Wednesday, May 2, 2012

Neonatal Abstinence Syndrome: Now I'm Really Mad

Now I'm really mad. 

For the last several years here at PRIUM, we've been working on the issue of prescription drug over-utilization.  We've confronted the issues of tolerance, dependence, and addiction and worked hard to develop solutions to help providers, patients, and payers stem the tide of opioid abuse.  We're passionate about what we do and we're known to get more than a little upset about the medical, societal, and economic impact of this seemingly intransigent issue. 

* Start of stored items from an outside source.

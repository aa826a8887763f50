use tracing::debug;

use crate::{
    error::{EcoRouteError, Result},
    factors::{EnvironmentSummary, TrafficSummary},
    graph::{EdgeInsert, Graph, RouteGraph},
    segment::RouteSegment,
    stopwatch::Stopwatch,
    weighting::{EcoWeighting, Weighting},
};

/// Turns an ordered list of provider segments into a [`RouteGraph`].
#[derive(Debug, Clone, Default)]
pub struct RouteGraphBuilder<W = EcoWeighting> {
    weighting: W,
}

impl<W: Weighting> RouteGraphBuilder<W> {
    pub fn new(weighting: W) -> Self {
        RouteGraphBuilder { weighting }
    }

    pub fn weighting(&self) -> &W {
        &self.weighting
    }

    /// Adds one directed edge per segment, in input order. Segments linking the same
    /// pair of coordinates collapse into a single edge carrying the cheapest weight.
    /// The first segment that cannot be weighted aborts the build.
    pub fn build(
        &self,
        segments: &[RouteSegment],
        traffic: &TrafficSummary,
        environment: &EnvironmentSummary,
    ) -> Result<RouteGraph> {
        if segments.is_empty() {
            return Err(EcoRouteError::EmptyRoute);
        }

        let stopwatch = Stopwatch::new("route_graph_builder/build");
        let mut graph = RouteGraph::with_capacity(segments.len());
        let mut merged = 0;
        let mut degenerate = 0;

        for (index, segment) in segments.iter().enumerate() {
            let distance = self.weighting.calc_segment_distance(segment)?;
            let weight = self.weighting.calc_weight(
                distance,
                traffic.factor_for(index),
                environment.factor_for(index),
            )?;

            if segment.is_degenerate() {
                degenerate += 1;
            }

            if let EdgeInsert::Merged { .. } =
                graph.add_edge(*segment.start(), *segment.end(), distance, weight)
            {
                merged += 1;
            }
        }

        debug!(
            segments = segments.len(),
            nodes = graph.node_count(),
            edges = graph.edge_count(),
            merged,
            degenerate,
            per_segment_factors = !traffic.is_uniform() || !environment.is_uniform(),
            "built route graph"
        );
        stopwatch.report();

        Ok(graph)
    }
}

/// Builds a graph with great-circle segment distances.
pub fn build_route_graph(
    segments: &[RouteSegment],
    traffic: &TrafficSummary,
    environment: &EnvironmentSummary,
) -> Result<RouteGraph> {
    RouteGraphBuilder::<EcoWeighting>::default().build(segments, traffic, environment)
}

But our righteous indignation has reached new heights today as we've reviewed the new study from the Journal of the American Medical Association (JAMA) regarding neonatal abstinence syndrome (NAS).  According to JAMA, NAS is a "drug withdrawal syndrome in newborns following birth... characterized by a wide array of symptoms including increased irritability, hypertonia, tremors, feeding intolerance, emesis, watery stools, seizures, and respiratory distress." 

The statistics are sobering.  The study found that 16.2% of pregnant teens engage in some form of illicit drug use (7.4% among pregnant women aged 18 to 25).  The symptoms described above occur in about 60% to 80% of newborns exposed to opiates in utero.  Even worse, perhaps, than the incidence rates is the growth of the problem. The study is longitudinal in nature and tracked the incidence of NAS from 2000, 2003, 2006, and 2009.  In 2000, antepartum maternal opiate use occurred in 1.19 births per 1,000.  In 2009, that grew to 5.63 births per 1,000.  That's a 373% increase in less than a decade. 

Most of our cases come from work comp and I'm quite certain we don't see a  lot of pregnant mothers in our flow of cases.  I'm equally certain that OB/GYN docs aren't regularly prescribing opiates to expectant mothers.  The issue highlighted by JAMA is more an issue of illicit/illegal drug use.

But it speaks to the larger epidemic (and I don't use that word lightly - the CDC calls prescription drug misuse/abuse an epidemic).  I have no data to support this, but some portion of the drugs consumed by pregnant mothers are likely prescribed "legally," but eventually diverted.  These drugs are causing harm well beyond the direct costs associated with long term opioid use.  Perhaps if you suspect abuse/misuse/diversion on a particular claim, you might think about where those drugs might ultimately be consumed. 

So add another cost to the epidemic of opioid abuse.  Perhaps the saddest cost yet.